• **Aim of the exercise**
In the listing beneath this line, copy exactly the lines starting with the one containing "use crate::config::test_helpers::setup_test_app;" and going on through the one containing "async fn missing_repo_is_bad_request()".

• **Information provided**
++++++++++

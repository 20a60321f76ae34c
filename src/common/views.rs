//! Ambient routes that aren't part of the archive pipeline itself: the
//! Kubernetes-style health check the teacher's own services expose.

use axum::{Json, http::StatusCode};
use serde::Serialize;
use serde_json::{Value, json};

#[derive(Debug, Serialize)]
pub struct HealthCheck {
    pub status: String,
}

/// Does not touch the registry or the object store; a 200 here only means
/// the process is up and serving, not that its collaborators are healthy.
pub async fn healthz() -> (StatusCode, Json<Value>) {
    (StatusCode::OK, Json(json!(HealthCheck { status: "ok".to_string() })))
}
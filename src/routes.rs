use axum::{
    Router,
    extract::{Query, State},
    routing::get,
};
use serde::Deserialize;
use tracing::Instrument;

use crate::common::errors::AppError;
use crate::common::state::AppState;
use crate::external::s3::S3Backend;
use crate::pipeline::orchestrator::{self, ArchiveRequest};

pub fn build_router(state: AppState) -> Router {
    Router::new()
        .route("/", get(archive_repository))
        .route("/healthz", get(crate::common::views::healthz))
        .with_state(state)
}

#[derive(Debug, Deserialize)]
pub struct ArchiveQuery {
    pub repo: Option<String>,
    pub rev: Option<String>,
}

/// `GET /?repo=<owner>/<name>[&rev=<revision>]`: the single route this
/// service exposes. Converts a repository revision into a ZIP archive and a
/// sibling torrent, both stored in the object store, and reports what
/// happened as a plain-text body.
pub async fn archive_repository(
    State(state): State<AppState>,
    Query(query): Query<ArchiveQuery>,
) -> Result<String, AppError> {
    let repo = query
        .repo
        .filter(|r| !r.is_empty())
        .ok_or_else(|| AppError::BadRequest { message: "missing `repo` query parameter".to_string() })?;

    let (owner, name) = repo.split_once('/').ok_or_else(|| AppError::BadRequest {
        message: format!("malformed repo {repo:?}: expected `<owner>/<name>`"),
    })?;
    if owner.is_empty() || name.is_empty() {
        return Err(AppError::BadRequest {
            message: format!("malformed repo {repo:?}: expected `<owner>/<name>`"),
        });
    }

    let rev = query.rev.unwrap_or_else(|| "main".to_string());
    let span = tracing::info_span!("archive_repository", repo = %repo, rev = %rev);

    async move {
        let zip_key = format!("{owner}/{name}.zip");
        let torrent_key = format!("{owner}/{name}.torrent");
        let web_seed_url = format!("{}/{zip_key}", state.config.s3_public_url_base.trim_end_matches('/'));

        let backend = S3Backend::new(state.s3_client.clone(), state.config.s3_bucket_id.clone());
        let request = ArchiveRequest {
            repo: repo.clone(),
            rev: rev.clone(),
            zip_key,
            torrent_key,
            piece_length: state.config.piece_length,
            multipart_min_part_size: state.config.multipart_min_part_size,
            multipart_max_part_size: state.config.multipart_max_part_size,
            tracker_announce_url: state.config.tracker_announce_url.clone(),
            created_by: format!("{}/{}", state.config.app_name, env!("CARGO_PKG_VERSION")),
            web_seed_url,
        };

        tracing::info!("starting archive pipeline");
        let outcome = orchestrator::run(&state.registry, backend, request).await?;
        tracing::info!(
            files_included = outcome.files_included,
            files_skipped = outcome.files_skipped,
            archive_length = outcome.archive_length,
            piece_count = outcome.piece_count,
            "archive pipeline completed"
        );

        Ok(format!(
            "archived {} files ({} bytes, {} skipped) from {repo}@{rev}",
            outcome.files_included, outcome.archive_length, outcome.files_skipped
        ))
    }
    .instrument(span)
    .await
}

#[cfg(test)]
mod tests {
    use axum::body::{Body, to_bytes};
    use axum::http::{Request, StatusCode};
    use httpmock::prelude::*;
    use tower::ServiceExt;

    use crate::config::test_helpers::setup_test_app;

    async fn status_for(uri: &str) -> StatusCode {
        let server = MockServer::start();
        let app = setup_test_app(server.base_url()).await;
        let response = app
            .oneshot(Request::builder().uri(uri).body(Body::empty()).unwrap())
            .await
            .unwrap();
        response.status()
    }

    #[tokio::test]
    async fn missing_repo_is_bad_request() {
        assert_eq!(status_for("/").await, StatusCode::BAD_REQUEST);
    }

    #[tokio::test]
    async fn malformed_repo_without_slash_is_bad_request() {
        assert_eq!(status_for("/?repo=no-slash-here").await, StatusCode::BAD_REQUEST);
    }

    #[tokio::test]
    async fn repo_list_failure_is_bad_gateway() {
        let server = MockServer::start();
        server.mock(|when, then| {
            when.method(GET).path("/api/models/owner/name/tree/main");
            then.status(500);
        });
        let app = setup_test_app(server.base_url()).await;
        let response = app
            .oneshot(
                Request::builder()
                    .uri("/?repo=owner/name")
                    .body(Body::empty())
                    .unwrap(),
            )
            .await
            .unwrap();
        assert_eq!(response.status(), StatusCode::BAD_GATEWAY);
    }

    #[tokio::test]
    async fn empty_tree_is_not_found() {
        let server = MockServer::start();
        server.mock(|when, then| {
            when.method(GET).path("/api/models/owner/name/tree/main");
            then.status(200).json_body(serde_json::json!([]));
        });
        let app = setup_test_app(server.base_url()).await;
        let response = app
            .oneshot(
                Request::builder()
                    .uri("/?repo=owner/name")
                    .body(Body::empty())
                    .unwrap(),
            )
            .await
            .unwrap();
        assert_eq!(response.status(), StatusCode::NOT_FOUND);
    }

    #[tokio::test]
    async fn healthz_returns_ok_json() {
        let server = MockServer::start();
        let app = setup_test_app(server.base_url()).await;
        let response = app
            .oneshot(Request::builder().uri("/healthz").body(Body::empty()).unwrap())
            .await
            .unwrap();
        assert_eq!(response.status(), StatusCode::OK);
        let bytes = to_bytes(response.into_body(), usize::MAX).await.unwrap();
        let body: serde_json::Value = serde_json::from_slice(&bytes).unwrap();
        assert_eq!(body["status"], "ok");
    }
}
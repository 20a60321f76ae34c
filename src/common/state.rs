use std::sync::Arc;

use aws_sdk_s3::Client as S3Client;

use crate::config::Config;
use crate::external::registry::RegistryClient;

/// Shared, read-only handles every request clones from. Nothing here is
/// mutated by the pipeline itself — each request's working state (the
/// multipart sink, the piece hasher, the central-directory list) is local
/// to that request's orchestrator call.
#[derive(Clone)]
pub struct AppState {
    pub config: Config,
    pub registry: Arc<RegistryClient>,
    pub s3_client: Arc<S3Client>,
}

++++++++++

• **Reply**
    use crate::config::test_helpers::setup_test_app;

    async fn status_for(uri: &str) -> StatusCode {
        let server = MockServer::start();
        let app = setup_test_app(server.base_url()).await;
        let response = app
            .oneshot(Request::builder().uri(uri).body(Body::empty()).unwrap())
            .await
            .unwrap();
        response.status()
    }

    #[tokio::test]
    async fn missing_repo_is_bad_request() {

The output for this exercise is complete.